Stored items.
■ ■ ■ ■

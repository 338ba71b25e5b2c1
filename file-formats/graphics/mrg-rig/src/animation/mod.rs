//! Animation block chains and their merge into the skeleton
//!
//! Blocks follow each other in the archive, each declaring its own byte
//! length. Every block's keyframes are resampled into the joints' dense
//! tracks, with successive blocks separated by
//! [`BLOCK_GAP`](crate::track::BLOCK_GAP) frames.

pub mod block;
pub mod merge;

pub use block::{
    ANIMATION_MAGIC, AnimationBlock, AnimationHeader, AnimationSubheader, ChannelRef,
    EntryLayout, JointEntry,
};
pub use merge::{JointKeyframes, Keyframe, MergeOptions, estimate_scaling_fix};

use crate::error::{MrgError, Result};
use crate::quirks::AssetQuirks;
use crate::reader::resolve_offset;
use crate::skeleton::Skeleton;
use crate::track::MAX_FRAMES;

impl Skeleton {
    /// Merge every animation block in the chain starting at `offset`
    ///
    /// The chain ends at the first header whose identifier does not match or
    /// when too few bytes remain for a header. Blocks declaring a different
    /// joint count are skipped unless `quirks` allows the mismatch. Returns
    /// the number of blocks merged.
    pub fn load_animations(
        &mut self,
        buf: &[u8],
        offset: usize,
        quirks: &AssetQuirks,
    ) -> Result<usize> {
        let mut offset = offset;
        let mut merged = 0;

        while buf.len().saturating_sub(offset) >= AnimationHeader::SIZE {
            let header = AnimationHeader::read(buf, offset)?;
            if !header.is_valid() {
                log::debug!(
                    "Animation chain ends at {:#x} (identifier {:#010x})",
                    offset,
                    header.identifier
                );
                break;
            }

            if header.byte_length <= 0 {
                return Err(MrgError::InvalidBlockLength {
                    offset,
                    length: header.byte_length,
                });
            }
            let next = resolve_offset(offset, header.byte_length)?;

            let count_matches =
                usize::try_from(header.joint_count).is_ok_and(|count| count == self.joint_count());
            if !count_matches && !quirks.allow_joint_count_mismatch {
                log::warn!(
                    "Skipping animation block at {:#x}: {} joints, skeleton has {}",
                    offset,
                    header.joint_count,
                    self.joint_count()
                );
                offset = next;
                continue;
            }

            let block = AnimationBlock::read(buf, offset, header)?;
            let options = MergeOptions {
                shortest_path_rotation: quirks.shortest_path_rotation,
                scaling_fix: quirks.scaling_fix.enabled_for(header.layout_marker),
            };

            log::debug!(
                "Merging animation block at {:#x}: {} frames, {:?}, scaling fix {}",
                offset,
                block.frame_count(),
                block.layout,
                options.scaling_fix
            );

            self.merge_block(buf, &block, &options)?;
            merged += 1;
            offset = next;
        }

        Ok(merged)
    }

    /// Decode one block's keyframes and merge them
    ///
    /// All joints are decoded before any track is touched, so a decode error
    /// leaves the skeleton unchanged. Joints without an entry in the block
    /// hold their bind pose for its duration.
    pub fn merge_block(
        &mut self,
        buf: &[u8],
        block: &AnimationBlock,
        options: &MergeOptions,
    ) -> Result<()> {
        let keyframes = (0..self.joint_count())
            .map(|order| {
                block
                    .keyframes(buf, order)
                    .map(Option::unwrap_or_default)
            })
            .collect::<Result<Vec<_>>>()?;

        self.merge_animation(&keyframes, block.frame_count(), options)
    }

    /// Resample decoded keyframes, indexed by traversal order, into dense tracks
    ///
    /// The block starts [`BLOCK_GAP`](crate::track::BLOCK_GAP) frames after
    /// the root's last frame, or at 0 for the first block. Missing entries are
    /// treated as static joints. Fails without touching any track when
    /// `frame_count` exceeds [`MAX_FRAMES`] or the block would run past the
    /// last representable frame.
    pub fn merge_animation(
        &mut self,
        keyframes: &[JointKeyframes],
        frame_count: u32,
        options: &MergeOptions,
    ) -> Result<()> {
        if frame_count > MAX_FRAMES {
            return Err(MrgError::ValidationError(format!(
                "{frame_count} frames exceed the per-block limit of {MAX_FRAMES}"
            )));
        }
        let base_frame = self.root().track().next_block_start();
        if base_frame.checked_add(frame_count).is_none() {
            return Err(MrgError::ValidationError(format!(
                "{frame_count} frames starting at frame {base_frame} overflow the frame range"
            )));
        }
        let no_motion = JointKeyframes::default();

        for order in 0..self.joint_count() {
            let keys = keyframes.get(order).unwrap_or(&no_motion);
            let (joint, parent) = self.joint_and_parent_mut(order);
            merge::merge_joint(joint, parent, keys, base_frame, frame_count, options);
        }
        Ok(())
    }
}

■ ■ ■ ■

ASSIGNMENT. Where a line of the entries contains the word "MrgError", copy that line.

EXERCISE SOLUTION.
use crate::error::{MrgError, Result};
                return Err(MrgError::InvalidBlockLength {
            return Err(MrgError::ValidationError(format!(
            return Err(MrgError::ValidationError(format!(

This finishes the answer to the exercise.